Ensemble Spatial Coding in the Retrosplenial Cortex

Abstract

Spatial coding in the retrosplenial cortex (RSC) is critical for navigation and memory, yet how exactly it represents or encodes space remains to be fully understood. Additionally, the role of the medial entorhinal cortex (MEC) in driving RSC’s spatial representation is not well characterized. Using electrophysiological recordings from rats performing an open-field foraging task, we systematically investigated spatial coding at both the single-cell and population levels. At the single-cell level, we first validated the existence of border and head-direction cells in the RSC, and also explored the possibility of spatially-tuned “place” cells coding for spatial information using Bayesian decoding. At the population level, we employed Linear Discriminant Analysis (LDA) decoding, revealing high spatial decodability. To further explore the geometry of RSC spatial representations, we analyzed neural manifolds, uncovering a low-dimensional structured representation underlying the population activity.

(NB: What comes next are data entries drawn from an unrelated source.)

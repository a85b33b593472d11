//! Cross-agent validation and result synthesis.
//!
//! After the last level joins, the scheduler hands every invocation record
//! here. [`validate_invocations`] runs the cross-agent consistency checks;
//! [`Synthesizer`] then merges the surviving outputs into the job's single
//! [`ResultArtifact`]:
//!
//! - **Ingest**: outputs are merged under namespaced keys (`agent.key`),
//!   and the semantic keys `location`, `timestamp`, and `category` are
//!   additionally promoted to top-level fields. Conflicts on a promoted
//!   field resolve by highest reported confidence, then lexicographic
//!   agent id.
//! - **Query**: one bullet per successful agent, ordered by the canonical
//!   interrogative sequence; a short summary produced by a dedicated LLM
//!   call; a visualization spec appended when any output carried spatial
//!   data.
//!
//! Synthesis tolerates partial input by design. It refuses only when
//! nothing useful survived, or when the question explicitly demanded
//! perspectives that all failed.

use crate::domainflow::broker::{ToolBroker, ToolContext};
use crate::domainflow::error::{EngineError, EngineResult};
use crate::domainflow::graph::Plan;
use crate::domainflow::job::{
    AgentInvocation, Bullet, InvocationStatus, JobInput, PromotedFields, ResultArtifact,
    VisualizationSpec,
};
use crate::domainflow::status::JobEmitter;
use crate::domainflow::types::{TenantId, ToolName};
use std::collections::BTreeMap;
use std::sync::Arc;
use tokio::time::Instant;
use tokio_util::sync::CancellationToken;

/// Semantic keys promoted to the top of an ingest artifact.
const PROMOTED_KEYS: [&str; 3] = ["location", "timestamp", "category"];

/// Filter key a query submission uses to demand specific perspectives.
/// Value is a comma-separated list of interrogative prefixes, lowercase.
pub const REQUIRED_PERSPECTIVES_FILTER: &str = "required_perspectives";

/// Cross-agent consistency checks run before synthesis.
///
/// Confirms every invocation belongs to the job, and that no namespaced
/// key collides across agents (which would indicate a duplicated agent id
/// slipping past the catalog).
pub fn validate_invocations(job_id: &str, invocations: &[AgentInvocation]) -> EngineResult<()> {
    let mut seen_keys = std::collections::HashSet::new();
    let mut seen_agents = std::collections::HashSet::new();
    for invocation in invocations {
        if invocation.job_id != job_id {
            return Err(EngineError::Internal(format!(
                "invocation of agent '{}' belongs to job '{}', expected '{}'",
                invocation.agent_id, invocation.job_id, job_id
            )));
        }
        if !seen_agents.insert(invocation.agent_id.as_str()) {
            return Err(EngineError::Internal(format!(
                "agent '{}' was invoked more than once in job '{}'",
                invocation.agent_id, job_id
            )));
        }
        for (key, _) in invocation.output.iter() {
            let namespaced = format!("{}.{}", invocation.agent_id, key);
            if !seen_keys.insert(namespaced.clone()) {
                return Err(EngineError::Internal(format!(
                    "duplicate artifact key '{}'",
                    namespaced
                )));
            }
        }
    }
    Ok(())
}

/// Synthesis context handed through from the scheduler: identity, budget,
/// and the status emitter for `synthesizing`-phase events.
pub struct SynthesisContext {
    pub tenant_id: TenantId,
    pub job_id: String,
    pub deadline: Instant,
    pub cancel: CancellationToken,
    pub emitter: JobEmitter,
}

/// Merges validated outputs into the terminal artifact.
pub struct Synthesizer {
    broker: Arc<ToolBroker>,
}

impl Synthesizer {
    pub fn new(broker: Arc<ToolBroker>) -> Self {
        Self { broker }
    }

    /// Namespaced merge for an ingest job.
    pub fn synthesize_ingest(
        &self,
        ctx: &SynthesisContext,
        input: &JobInput,
        invocations: &[AgentInvocation],
    ) -> EngineResult<ResultArtifact> {
        let mut fields: BTreeMap<String, serde_json::Value> = BTreeMap::new();
        let mut agent_status: BTreeMap<String, InvocationStatus> = BTreeMap::new();

        for invocation in invocations {
            agent_status.insert(invocation.agent_id.clone(), invocation.status);
            if invocation.status != InvocationStatus::Ok {
                continue;
            }
            for (key, value) in invocation.output.iter() {
                fields.insert(format!("{}.{}", invocation.agent_id, key), value.clone());
            }
        }

        if fields.is_empty() {
            return Err(EngineError::SynthesisRefused(format!(
                "job '{}' produced no fields to merge",
                ctx.job_id
            )));
        }

        let promoted = promote_fields(invocations);
        let (raw_text, attachments) = match input {
            JobInput::Ingest {
                text, attachments, ..
            } => (text.clone(), attachments.clone()),
            JobInput::Query { question, .. } => (question.clone(), Vec::new()),
        };

        Ok(ResultArtifact::Ingest {
            job_id: ctx.job_id.clone(),
            fields,
            promoted,
            raw_text,
            attachments,
            agent_status,
        })
    }

    /// Bullets, summary, and optional visualization for a query job.
    pub async fn synthesize_query(
        &self,
        ctx: &SynthesisContext,
        input: &JobInput,
        plan: &Plan,
        invocations: &[AgentInvocation],
    ) -> EngineResult<ResultArtifact> {
        let mut bullets: Vec<Bullet> = Vec::new();
        let mut agent_status: BTreeMap<String, InvocationStatus> = BTreeMap::new();

        // Pair each successful invocation with its agent's interrogative.
        let mut ranked: Vec<(usize, String, Bullet)> = Vec::new();
        for invocation in invocations {
            agent_status.insert(invocation.agent_id.clone(), invocation.status);
            if invocation.status != InvocationStatus::Ok {
                continue;
            }
            let interrogative = plan
                .agents
                .get(&invocation.agent_id)
                .and_then(|def| def.interrogative);
            let Some(interrogative) = interrogative else {
                continue;
            };
            let text = bullet_text(invocation);
            ranked.push((
                interrogative.canonical_rank(),
                invocation.agent_id.clone(),
                Bullet {
                    interrogative,
                    text,
                },
            ));
        }
        ranked.sort_by(|a, b| a.0.cmp(&b.0).then_with(|| a.1.cmp(&b.1)));
        for (_, _, bullet) in ranked {
            bullets.push(bullet);
        }

        if bullets.is_empty() {
            return Err(EngineError::SynthesisRefused(format!(
                "job '{}' produced no bullets",
                ctx.job_id
            )));
        }

        if let JobInput::Query { filters, .. } = input {
            check_required_perspectives(filters, &bullets)?;
        }

        let visualization = build_visualization(invocations);
        let summary = self.summarize(ctx, &bullets).await;

        Ok(ResultArtifact::Query {
            job_id: ctx.job_id.clone(),
            bullets,
            summary,
            visualization,
            agent_status,
        })
    }

    /// Dedicated summary completion over the bullets. Degrades to a
    /// concatenation when the LLM is unavailable; a missing summary never
    /// fails a job that has bullets.
    async fn summarize(&self, ctx: &SynthesisContext, bullets: &[Bullet]) -> String {
        let bullet_lines: Vec<String> = bullets
            .iter()
            .map(|b| format!("{}: {}", b.interrogative.display_prefix(), b.text))
            .collect();
        let prompt = format!(
            "Summarize the following findings in two to three sentences, plain prose:\n{}",
            bullet_lines.join("\n")
        );
        let tool_ctx = ToolContext {
            tenant_id: ctx.tenant_id.clone(),
            agent_id: "summary".to_string(),
            job_id: ctx.job_id.clone(),
            deadline: ctx.deadline,
            cancel: ctx.cancel.clone(),
            emitter: Some(ctx.emitter.clone()),
        };
        match self
            .broker
            .invoke_system(
                ToolName::Llm,
                serde_json::json!({ "prompt": prompt }),
                &tool_ctx,
            )
            .await
        {
            Ok(value) => value
                .get("text")
                .and_then(|t| t.as_str())
                .map(|t| t.trim().to_string())
                .unwrap_or_else(|| bullet_lines.join(" ")),
            Err(error) => {
                log::warn!(
                    "synthesizer tenant={} job={} summary call failed: {}",
                    ctx.tenant_id,
                    ctx.job_id,
                    error.message()
                );
                bullet_lines.join(" ")
            }
        }
    }
}

/// Promote the semantic keys, resolving conflicts by confidence then by
/// lexicographic agent id.
fn promote_fields(invocations: &[AgentInvocation]) -> PromotedFields {
    let mut promoted = PromotedFields::default();
    for key in PROMOTED_KEYS {
        let mut candidates: Vec<(&AgentInvocation, &serde_json::Value)> = invocations
            .iter()
            .filter(|inv| inv.status == InvocationStatus::Ok)
            .filter_map(|inv| inv.output.get(key).map(|v| (inv, v)))
            .collect();
        candidates.sort_by(|(a, _), (b, _)| {
            let ca = a.output.confidence().unwrap_or(f64::NEG_INFINITY);
            let cb = b.output.confidence().unwrap_or(f64::NEG_INFINITY);
            cb.partial_cmp(&ca)
                .unwrap_or(std::cmp::Ordering::Equal)
                .then_with(|| a.agent_id.cmp(&b.agent_id))
        });
        let winner = candidates.first().map(|(_, v)| (*v).clone());
        match key {
            "location" => promoted.location = winner,
            "timestamp" => promoted.timestamp = winner,
            "category" => promoted.category = winner,
            _ => {}
        }
    }
    promoted
}

/// One to two lines of insight for a bullet: the `insight` field when the
/// schema declares one, otherwise the first string value, otherwise the
/// whole output serialized.
fn bullet_text(invocation: &AgentInvocation) -> String {
    if let Some(text) = invocation.output.get("insight").and_then(|v| v.as_str()) {
        return text.to_string();
    }
    if let Some(text) = invocation
        .output
        .iter()
        .find_map(|(_, v)| v.as_str())
    {
        return text.to_string();
    }
    let fields: BTreeMap<&str, &serde_json::Value> = invocation.output.iter().collect();
    serde_json::to_string(&fields).unwrap_or_default()
}

/// Enforce the explicit-demand predicate: when the submission's filters
/// name required perspectives, each named interrogative must have produced
/// a bullet.
fn check_required_perspectives(
    filters: &BTreeMap<String, String>,
    bullets: &[Bullet],
) -> EngineResult<()> {
    let Some(required) = filters.get(REQUIRED_PERSPECTIVES_FILTER) else {
        return Ok(());
    };
    for name in required.split(',').map(|s| s.trim()).filter(|s| !s.is_empty()) {
        let satisfied = bullets.iter().any(|b| {
            b.interrogative
                .display_prefix()
                .eq_ignore_ascii_case(name)
        });
        if !satisfied {
            return Err(EngineError::SynthesisRefused(format!(
                "required perspective '{}' produced no result",
                name
            )));
        }
    }
    Ok(())
}

/// Collect spatial points from the outputs and build the visualization
/// spec. A point is any object carrying numeric `lat` and `lon`; outputs
/// may contribute one point (for example a geocoded `location`) or an
/// array of them.
fn build_visualization(invocations: &[AgentInvocation]) -> Option<VisualizationSpec> {
    let mut features: Vec<serde_json::Value> = Vec::new();
    for invocation in invocations {
        if invocation.status != InvocationStatus::Ok {
            continue;
        }
        for (_, value) in invocation.output.iter() {
            collect_points(value, &mut features);
        }
    }
    if features.is_empty() {
        return None;
    }

    let mut bounds = [f64::INFINITY, f64::INFINITY, f64::NEG_INFINITY, f64::NEG_INFINITY];
    for feature in &features {
        let lon = feature.get("lon").and_then(|v| v.as_f64());
        let lat = feature.get("lat").and_then(|v| v.as_f64());
        if let (Some(lon), Some(lat)) = (lon, lat) {
            bounds[0] = bounds[0].min(lon);
            bounds[1] = bounds[1].min(lat);
            bounds[2] = bounds[2].max(lon);
            bounds[3] = bounds[3].max(lat);
        }
    }
    Some(VisualizationSpec { bounds, features })
}

fn collect_points(value: &serde_json::Value, out: &mut Vec<serde_json::Value>) {
    match value {
        serde_json::Value::Object(map) => {
            let has_point = map.get("lat").map(|v| v.is_number()).unwrap_or(false)
                && map.get("lon").map(|v| v.is_number()).unwrap_or(false);
            if has_point {
                out.push(value.clone());
            }
        }
        serde_json::Value::Array(items) => {
            for item in items {
                collect_points(item, out);
            }
        }
        _ => {}
    }
}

We additionally carried out high-dimensional population-vector analyses of spiking activity, which revealed spatially segregated subspaces and orthogonal representations of unique locations. Finally, we applied Variational Autoencoders (VAEs) and Supervised VAEs (S-VAEs) to extract latent representations of spatial coding, mitigating the limitations of LDA. Our results demonstrated that RSC codes space/position at the level of neuronal ensembles. These findings provide new insights into how space is represented in the RSC and the role the MEC plays in driving this representation.